In 2005, we were looking at being fairly well known, and we were looking at work with mostly high-risk young men. Then they’d go home, shoot people and deal drugs. So we kind of brought ourselves to halt. We began on a journey to figure out how to help that group and really make a difference.
We created one of the best performance-based management systems, and other people will tell you that, it’s not me. Then it was about stripping out, removing parts of the organization, because you can’t be that good at that many things.
We transitioned the entire organization to mostly now working with high-risk young men who literally can’t participate elsewhere. Our model is not really about ‘Ready, Willing and Able.’ It’s a long-term behavioral health intervention, and they don’t have to want to be here. If a young person can go to community college, they should do it. If they can and want to get into Year Up, or Youthbuild, they should do it.
When this opportunity came to us, I thought we were ready. [Laughing] I’d like to say I wouldn’t have done it otherwise, but we need money like everyone else.”
YSI: You gave the following quote for a project summary on this: “We are betting the house on this.” What do you mean by that, will Roca’s future be in jeopardy if this does not succeed?
MB: “Yes. And more importantly, it’s about these young men. This group is headed to prison, or not a good life, if this doesn’t work.”
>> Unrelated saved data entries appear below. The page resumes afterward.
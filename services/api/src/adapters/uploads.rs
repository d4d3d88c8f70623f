//! services/api/src/adapters/uploads.rs
//!
//! Local-disk implementation of the `FileStorageService` port. Files are
//! written under the configured upload directory, which the router serves
//! publicly under `/uploads/`.

use async_trait::async_trait;
use bookshelf_core::ports::{FileStorageService, PortError, PortResult};
use chrono::Utc;
use regex::Regex;
use std::path::{Path, PathBuf};
use std::sync::OnceLock;
use tracing::info;
use uuid::Uuid;

/// Public URL prefix of stored files.
pub const UPLOADS_PREFIX: &str = "/uploads";

//=========================================================================================
// The Main Adapter Struct
//=========================================================================================

#[derive(Clone, Debug)]
pub struct LocalFileStorage {
    root: PathBuf,
}

impl LocalFileStorage {
    /// Creates the adapter, making sure the upload directory exists.
    pub async fn new(root: impl Into<PathBuf>) -> std::io::Result<Self> {
        let root = root.into();
        tokio::fs::create_dir_all(&root).await?;
        Ok(Self { root })
    }

    pub fn root(&self) -> &Path {
        &self.root
    }
}

/// Keeps only short alphanumeric extensions; anything else is stored as `.bin`.
fn sanitized_extension(original_name: &str) -> String {
    static EXTENSION: OnceLock<Regex> = OnceLock::new();
    let re = EXTENSION.get_or_init(|| Regex::new(r"\.([A-Za-z0-9]{1,10})$").expect("valid regex"));
    re.captures(original_name)
        .and_then(|c| c.get(1))
        .map(|m| m.as_str().to_ascii_lowercase())
        .unwrap_or_else(|| "bin".to_string())
}

/// `<unix-millis>-<random>.<ext>`
fn unique_file_name(original_name: &str) -> String {
    let random = Uuid::new_v4().simple().to_string();
    format!(
        "{}-{}.{}",
        Utc::now().timestamp_millis(),
        &random[..12],
        sanitized_extension(original_name)
    )
}

//=========================================================================================
// `FileStorageService` Trait Implementation
//=========================================================================================

#[async_trait]
impl FileStorageService for LocalFileStorage {
    async fn save_file(&self, original_name: &str, data: &[u8]) -> PortResult<String> {
        let file_name = unique_file_name(original_name);
        let path = self.root.join(&file_name);
        tokio::fs::write(&path, data).await.map_err(|e| {
            PortError::Unexpected(format!("Failed to write {}: {}", path.display(), e))
        })?;
        info!("Stored upload '{}' as {} ({} bytes)", original_name, file_name, data.len());
        Ok(format!("{}/{}", UPLOADS_PREFIX, file_name))
    }
}
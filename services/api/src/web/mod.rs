pub mod auth;
pub mod book_form;
pub mod bookmarks;
pub mod books;
pub mod categories;
pub mod extract;
pub mod middleware;
pub mod profile;
pub mod rest;
pub mod router;
pub mod search;
pub mod state;
pub mod token;

// Re-export the router builder so the binary and the integration tests
// assemble the same application.
pub use router::build_router;
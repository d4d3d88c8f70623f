//! services/api/src/web/auth.rs
//!
//! Authentication endpoints for user registration, login, logout and the
//! current-session lookup.

use axum::{
    extract::State,
    http::{header, StatusCode},
    response::IntoResponse,
    Extension, Json,
};
use argon2::{
    password_hash::{rand_core::OsRng, PasswordHash, PasswordHasher, PasswordVerifier, SaltString},
    Argon2,
};
use bookshelf_core::domain::{NewUser, User};
use bookshelf_core::ports::PortError;
use serde::{Deserialize, Serialize};
use std::sync::Arc;
use tracing::{error, info};
use utoipa::ToSchema;

use crate::error::{ApiError, ErrorBody};
use crate::web::extract::{non_blank, JsonBody};
use crate::web::middleware::{AuthUser, SESSION_COOKIE};
use crate::web::state::AppState;
use crate::web::token::SESSION_TTL_SECONDS;

//=========================================================================================
// Request/Response Types
//=========================================================================================

#[derive(Deserialize, ToSchema)]
#[serde(rename_all = "camelCase")]
pub struct RegisterRequest {
    pub full_name: Option<String>,
    pub email: Option<String>,
    pub password: Option<String>,
    pub mobile: Option<String>,
}

#[derive(Deserialize, ToSchema)]
pub struct LoginRequest {
    pub email: Option<String>,
    pub password: Option<String>,
}

/// The public projection of a user. Never includes the password hash.
#[derive(Debug, Serialize, ToSchema)]
#[serde(rename_all = "camelCase")]
pub struct UserResponse {
    pub id: i64,
    pub full_name: String,
    pub email: String,
    pub mobile: Option<String>,
}

impl From<User> for UserResponse {
    fn from(user: User) -> Self {
        Self {
            id: user.id,
            full_name: user.full_name,
            email: user.email,
            mobile: user.mobile,
        }
    }
}

#[derive(Serialize, ToSchema)]
pub struct UserEnvelope {
    pub message: String,
    pub user: UserResponse,
}

#[derive(Serialize, ToSchema)]
pub struct LoginResponse {
    pub message: String,
    pub user: UserResponse,
    /// Only present when token echo is enabled for non-cookie clients.
    #[serde(skip_serializing_if = "Option::is_none")]
    pub token: Option<String>,
}

#[derive(Serialize, ToSchema)]
pub struct MessageResponse {
    pub message: String,
}

#[derive(Serialize, ToSchema)]
#[serde(rename_all = "camelCase")]
pub struct SessionResponse {
    pub user_id: i64,
    pub email: String,
}

//=========================================================================================
// Cookies
//=========================================================================================

fn session_cookie(token: &str, secure: bool) -> String {
    format!(
        "{}={}; HttpOnly; SameSite=Strict; Path=/; Max-Age={}{}",
        SESSION_COOKIE,
        token,
        SESSION_TTL_SECONDS,
        if secure { "; Secure" } else { "" }
    )
}

fn cleared_session_cookie(secure: bool) -> String {
    format!(
        "{}=; HttpOnly; SameSite=Strict; Path=/; Max-Age=0{}",
        SESSION_COOKIE,
        if secure { "; Secure" } else { "" }
    )
}

//=========================================================================================
// Handlers
//=========================================================================================

/// POST /auth/register - Create a new user account
#[utoipa::path(
    post,
    path = "/auth/register",
    request_body = RegisterRequest,
    responses(
        (status = 201, description = "User registered successfully", body = UserEnvelope),
        (status = 400, description = "Missing fields", body = ErrorBody),
        (status = 409, description = "Email already registered", body = ErrorBody)
    )
)]
pub async fn register_handler(
    State(state): State<Arc<AppState>>,
    JsonBody(req): JsonBody<RegisterRequest>,
) -> Result<impl IntoResponse, ApiError> {
    // 1. Validate required fields
    let (Some(full_name), Some(email), Some(password)) =
        (non_blank(req.full_name), non_blank(req.email), req.password.filter(|p| !p.is_empty()))
    else {
        return Err(ApiError::BadRequest(
            "Missing required fields: fullName, email, password".to_string(),
        ));
    };

    // 2. Reject known emails before paying for a hash
    match state.db.get_user_by_email(&email).await {
        Ok(_) => return Err(ApiError::Conflict("Email already registered".to_string())),
        Err(PortError::NotFound(_)) => {}
        Err(e) => return Err(e.into()),
    }

    // 3. Hash the password
    let salt = SaltString::generate(&mut OsRng);
    let password_hash = Argon2::default()
        .hash_password(password.as_bytes(), &salt)
        .map_err(|e| {
            error!("Failed to hash password: {:?}", e);
            ApiError::Internal("Failed to hash password".to_string())
        })?
        .to_string();

    // 4. Create the user; the unique index still guards concurrent registrations
    let user = state
        .db
        .create_user(NewUser {
            email,
            password_hash,
            full_name,
            mobile: non_blank(req.mobile),
        })
        .await?;
    info!("Registered user {}", user.id);

    Ok((
        StatusCode::CREATED,
        Json(UserEnvelope {
            message: "User registered successfully".to_string(),
            user: user.into(),
        }),
    ))
}

/// POST /auth/login - Login with an existing account
#[utoipa::path(
    post,
    path = "/auth/login",
    request_body = LoginRequest,
    responses(
        (status = 200, description = "Login successful", body = LoginResponse),
        (status = 400, description = "Invalid JSON or missing fields", body = ErrorBody),
        (status = 401, description = "Invalid credentials", body = ErrorBody)
    )
)]
pub async fn login_handler(
    State(state): State<Arc<AppState>>,
    JsonBody(req): JsonBody<LoginRequest>,
) -> Result<impl IntoResponse, ApiError> {
    let (Some(email), Some(password)) =
        (non_blank(req.email), req.password.filter(|p| !p.is_empty()))
    else {
        return Err(ApiError::BadRequest(
            "Email and password are required".to_string(),
        ));
    };

    // 1. Get user by email; an unknown email looks exactly like a wrong password
    let credentials = state
        .db
        .get_user_by_email(&email)
        .await
        .map_err(|e| match e {
            PortError::NotFound(_) => ApiError::InvalidCredentials,
            other => other.into(),
        })?;

    // 2. Verify password
    let parsed_hash = PasswordHash::new(&credentials.password_hash).map_err(|e| {
        error!("Failed to parse password hash: {:?}", e);
        ApiError::Internal("Authentication error".to_string())
    })?;
    let valid = Argon2::default()
        .verify_password(password.as_bytes(), &parsed_hash)
        .is_ok();
    if !valid {
        return Err(ApiError::InvalidCredentials);
    }

    // 3. Issue the session token
    let token = state.tokens.issue(&credentials.user).map_err(|e| {
        error!("Failed to issue token: {:?}", e);
        ApiError::Internal("Failed to create session".to_string())
    })?;
    let cookie = session_cookie(&token, state.config.production);

    // 4. Return response with cookie
    let response = LoginResponse {
        message: "Login successful".to_string(),
        user: credentials.user.into(),
        token: state.config.expose_token_in_body.then_some(token),
    };
    Ok((StatusCode::OK, [(header::SET_COOKIE, cookie)], Json(response)))
}

/// POST /auth/logout - Clear the session cookie
#[utoipa::path(
    post,
    path = "/auth/logout",
    responses(
        (status = 200, description = "Logout successful", body = MessageResponse)
    )
)]
pub async fn logout_handler(State(state): State<Arc<AppState>>) -> impl IntoResponse {
    let cookie = cleared_session_cookie(state.config.production);
    (
        StatusCode::OK,
        [(header::SET_COOKIE, cookie)],
        Json(MessageResponse {
            message: "Logout successful".to_string(),
        }),
    )
}

/// GET /auth/me - The identity behind the current session
#[utoipa::path(
    get,
    path = "/auth/me",
    responses(
        (status = 200, description = "Session is valid", body = SessionResponse),
        (status = 401, description = "Missing or invalid token", body = ErrorBody)
    ),
    security(("bearer" = []), ("cookie" = []))
)]
pub async fn me_handler(Extension(auth): Extension<AuthUser>) -> Json<SessionResponse> {
    Json(SessionResponse {
        user_id: auth.user_id,
        email: auth.email,
    })
}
YSI: The proposal for this began in 2011, and officially started in January of 2014. What’s the interaction like now; are you guys pretty much just left to do the work, or is there a lot of communication and reporting with intermediary, state, etc?
MB: “We have a weekly phone call: Third Sector, the state, Roca, sometimes evaluators. Then there are quarterly reports, monthly operations meetings, and oversight meetings with investors.”
YSI: Third Sector put out a list of lessons learned from the process of developing this project. From the perspective of a primary service provider, what do you know now that will affect how you go at PFS projects in the future if Roca chooses to do so?
MB: “It better not be the first time you’ve done this. Some of these deals– it is the first time they’ve done it. This project was a very rigorous process. It just depends on what people’s tolerance for risk is.
The core of [our project] is something we’ve delivered. We had a really strong performance-based management system to begin with. I wouldn’t have taken this on if we didn’t.
The first year has been really hard, and really great. If you take PFS at high level, if it drives quality on the side of provider, it’s helping people who are vulnerable, it drives government transparency. All those things are going on, and they’re going on in concert.”
YSI: Is there anything in the contract, or anything at all, that commits the State of Massachusetts to continue funding if you guys are successful?
MB: “It opens the door. It’s not done deal, but it opens the door.”